On one occasion, Anastasio worked late when the sprinkler system caused a flood. He asked Gulino for compensatory time off. Gulino said, "`No! You get nothing!'" Anastasio then said that he would appreciate a "thank you" for his work. Gulino became enraged and said, "`did you call to break my balls? Because if you did, go f___ yourself!'" ¶¶ 17-18. While cleaning up the water damage, Anastasio sent home a worker whom he noticed had been drinking alcohol prior to coming back to work to help with the clean-up.
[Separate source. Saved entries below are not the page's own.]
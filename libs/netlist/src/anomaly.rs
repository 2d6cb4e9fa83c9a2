//! Anomaly reporting for the extractor.

use std::fs::{File, OpenOptions};
use std::io::Write;
use std::path::Path;
use std::sync::{Arc, Mutex};

/// Sink for extraction anomalies.
///
/// Anomalies (skipped models, nested subcircuits, malformed directives,
/// parameter parse failures) are emitted as `tracing` warnings. When a log
/// path is configured, one line per anomaly is also appended to that file.
/// Clones share the same file handle, which is released when the last clone
/// is dropped.
#[derive(Clone, Default)]
pub struct AnomalyLog {
    sink: Option<Arc<Mutex<File>>>,
}

impl AnomalyLog {
    /// A log that only emits `tracing` warnings.
    pub fn disabled() -> Self {
        Self::default()
    }

    /// A log that also appends one line per anomaly to the file at `path`.
    pub fn to_path(path: impl AsRef<Path>) -> std::io::Result<Self> {
        let file = OpenOptions::new().create(true).append(true).open(path)?;
        Ok(Self {
            sink: Some(Arc::new(Mutex::new(file))),
        })
    }

    /// Records one anomaly.
    pub fn record(&self, source: &str, line: u32, message: &str) {
        tracing::warn!(source, line, "{message}");
        if let Some(sink) = &self.sink {
            if let Ok(mut out) = sink.lock() {
                let _ = writeln!(out, "{source}:{line}: {message}");
            }
        }
    }
}

impl std::fmt::Debug for AnomalyLog {
    fn fmt(&self, f: &mut std::fmt::Formatter<'_>) -> std::fmt::Result {
        f.debug_struct("AnomalyLog")
            .field("enabled", &self.sink.is_some())
            .finish()
    }
}
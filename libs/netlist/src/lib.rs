//! SPICE netlist model and subcircuit extraction.
//!
//! A two-stage lexer/parser for the line-oriented SPICE dot-directive
//! format. `.model` definitions have their parameters classified (numeric
//! with SI multiplier vs. opaque string; arithmetic expressions are
//! rejected), and `.subckt` … `.ends` bodies are captured verbatim.
#![warn(missing_docs)]

pub mod anomaly;
pub mod lexer;
pub mod parser;
pub mod value;

pub use anomaly::AnomalyLog;
pub use parser::{Extracted, ModelRecord, Parser, Record, SubcircuitRecord};
pub use value::ParameterValue;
Gulino attempted, unsuccessfully, to persuade the employee to file a complaint against Anastasio. ¶¶ 19-21.

On another occasion, Gulino "berated" Anastasio on the phone "about some trivial matter," and then came to Anastasio's office and continued berating him. Anastasio told him that "he was blowing the situation out of proportion." Anastasio began walking away from Gulino, but Gulino grabbed him and "forcibly" spun him around. ¶ 22.

Gulino ordered Anastasio to report medical problems to him, not the company nurse. On one occasion, Anastasio was twenty minutes late for work because he experienced heavy bleeding in his stool due to ulcerative proctitis, a condition he claims he developed as a result of Gulino's "abusive" conduct. Anastasio told Gulino's secretary about his condition, and Gulino ordered that he take a sick day and go home. Gulino told Anastasio that he would not tolerate such tardiness, even though he knew why Anastasio was late. ¶¶ 23-27.

On another occasion, Anastasio received press attention for helping with the cleaning of a defaced religious statute. After this, Gulino, despite being Anastasio's direct supervisor, "refused" to speak to him. ¶ 28.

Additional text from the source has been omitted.